_What is being asked_
Of all the entries below, only the lines from the one with "comments are skipped;" up to and including the one with "let mut handled = 0;" are to be duplicated exactly.

_Material to process_
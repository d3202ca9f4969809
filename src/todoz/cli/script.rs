use std::io::BufRead;
use todoz::api::TodozApi;
use todoz::error::Result;
use todoz::request::handle_line;
use todoz::store::DataStore;
use tracing::debug;

use super::print::print_envelope;

/// Run one JSON request per line. Blank lines and `#` comments are skipped;
/// a bad line yields an error envelope and the run carries on.
pub(crate) fn run<S: DataStore, R: BufRead>(
    api: &mut TodozApi<S>,
    input: R,
    pretty: bool,
) -> Result<usize> {
    let mut handled = 0;
    for (lineno, line) in input.lines().enumerate() {
        let line = line?;
        let trimmed = line.trim();
        if trimmed.is_empty() || trimmed.starts_with('#') {
            continue;
        }
        debug!(line = lineno + 1, "read request line");
        print_envelope(&handle_line(api, trimmed), pretty);
        handled += 1;
    }
    Ok(handled)
}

_Your solution_
/// Run one JSON request per line. Blank lines and `#` comments are skipped;
/// a bad line yields an error envelope and the run carries on.
pub(crate) fn run<S: DataStore, R: BufRead>(
    api: &mut TodozApi<S>,
    input: R,
    pretty: bool,
) -> Result<usize> {
    let mut handled = 0;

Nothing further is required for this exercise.